The cheap oil era is undoubtedly coming to an end as easily accessible and affordable resources are depleting, according to Erste Group analysts. In their opinion, the high dependency on State-controlled oil groups and the currently low quota of private oil reserves and production point to an increase in the price of oil on long term.
Roland Stoeferle, an oil analyst with Erste Group, told a press conference that the structural problems of the oil industry were caused by the lack of action for a long time "and now we will increasingly start to feel the effects." In Stoeferle"s opinion, the exact point at which the maximum rate of global petroleum extraction will be reached or exceeded cannot be forecast but dependence on huge oil fields and the decreasing production in many major oil-producing countries such as Mexico, Norway and the U.S. seem to be clear signals in this respect. "The fact that the extraction capacities of international oil corporations have generally declined in the past ten years - at steeply rising prices, tells us a lot," stated Stoeferle.

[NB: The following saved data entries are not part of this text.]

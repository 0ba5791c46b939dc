//! Fixed-rate tick scheduling for hosts
//!
//! Accumulates wall-clock frame time and reports how many reference ticks to
//! run this frame. A single frame is clamped to [`MAX_FRAME_TIME`] and at most
//! `max_substeps` ticks are released, so a stalled host cannot spiral.

use crate::consts::{MAX_FRAME_TIME, MAX_SUBSTEPS};

#[derive(Debug, Clone)]
pub struct FixedTimestep {
    dt: f32,
    accumulator: f32,
    max_substeps: u32,
}

impl FixedTimestep {
    pub fn new(tick_rate: f32) -> Self {
        Self {
            dt: 1.0 / tick_rate,
            accumulator: 0.0,
            max_substeps: MAX_SUBSTEPS,
        }
    }

    pub fn dt(&self) -> f32 {
        self.dt
    }

    /// Add a frame's elapsed time; returns the number of ticks to run
    pub fn push(&mut self, frame_time: f32) -> u32 {
        if !(self.dt > 0.0) {
            return 0;
        }
        self.accumulator += frame_time.clamp(0.0, MAX_FRAME_TIME);

        let mut ticks = 0;
        while self.accumulator >= self.dt && ticks < self.max_substeps {
            self.accumulator -= self.dt;
            ticks += 1;
        }
        // Time we refused to simulate is dropped, not banked
        if ticks == self.max_substeps {
            self.accumulator = self.accumulator.min(self.dt);
        }
        ticks
    }

    /// Fraction of a tick left in the accumulator, for render interpolation
    pub fn alpha(&self) -> f32 {
        if self.dt > 0.0 {
            (self.accumulator / self.dt).clamp(0.0, 1.0)
        } else {
            0.0
        }
    }

    /// Drop accumulated time, e.g. after the host was paused
    pub fn reset(&mut self) {
        self.accumulator = 0.0;
    }
}

#[cfg(test)]
mod tests {
    use super::*;

    #[test]
    fn test_accumulates_partial_frames() {
        let mut timestep = FixedTimestep::new(30.0);
        assert_eq!(timestep.push(0.02), 0);
        assert_eq!(timestep.push(0.02), 1);
        assert!(timestep.alpha() > 0.0 && timestep.alpha() < 1.0);
    }

    #[test]
    fn test_long_frame_is_clamped() {
        // 10 s of stall counts as 0.1 s: two ticks at 20 Hz
        let mut timestep = FixedTimestep::new(20.0);
        assert_eq!(timestep.push(10.0), 2);
    }

    #[test]
    fn test_substeps_are_capped() {
        let mut timestep = FixedTimestep::new(240.0);
        assert_eq!(timestep.push(0.1), MAX_SUBSTEPS);
        assert!(timestep.alpha() <= 1.0);
    }

    #[test]
    fn test_negative_frame_time_runs_nothing() {
        let mut timestep = FixedTimestep::new(60.0);
        assert_eq!(timestep.push(-1.0), 0);
        assert_eq!(timestep.alpha(), 0.0);
    }

    #[test]
    fn test_reset_clears_accumulator() {
        let mut timestep = FixedTimestep::new(30.0);
        timestep.push(0.03);
        timestep.reset();
        assert_eq!(timestep.alpha(), 0.0);
        assert_eq!(timestep.push(0.01), 0);
    }
}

According to Erste Group analysts, the longer the price of oil stays under 40 USD/barrel, the more and the faster the supply will decrease in the future, because investment and exploration programmes will be delayed or cancelled. As demand is hard to assess due to current distortions, effects and duration, Erste Group analysts expect a slower upwards movement, but at the current price level there is a very attractive opportunity/risk ratio. However, we will see a renewed, strong trend phase as soon as there is a noticeable improvement of the global economic outlook.
"This is why I expect an average price of 55 USD/barrel for 2009, but as soon as a sustainable economic recovery sets in, the price should climb over 70 USD," said Ronald Stoeferle. In his opinion, the upward price trend will continue, meaning that a price of 200 USD/barrel is "relatively feasible" in a time window of three to five years.
A coincidence or not, Erste Group"s estimates, launched only one day after the International Energy Agency forecast a potential oil crisis starting in 2010, come at a time when the international price of oil seems to have been left without any driver.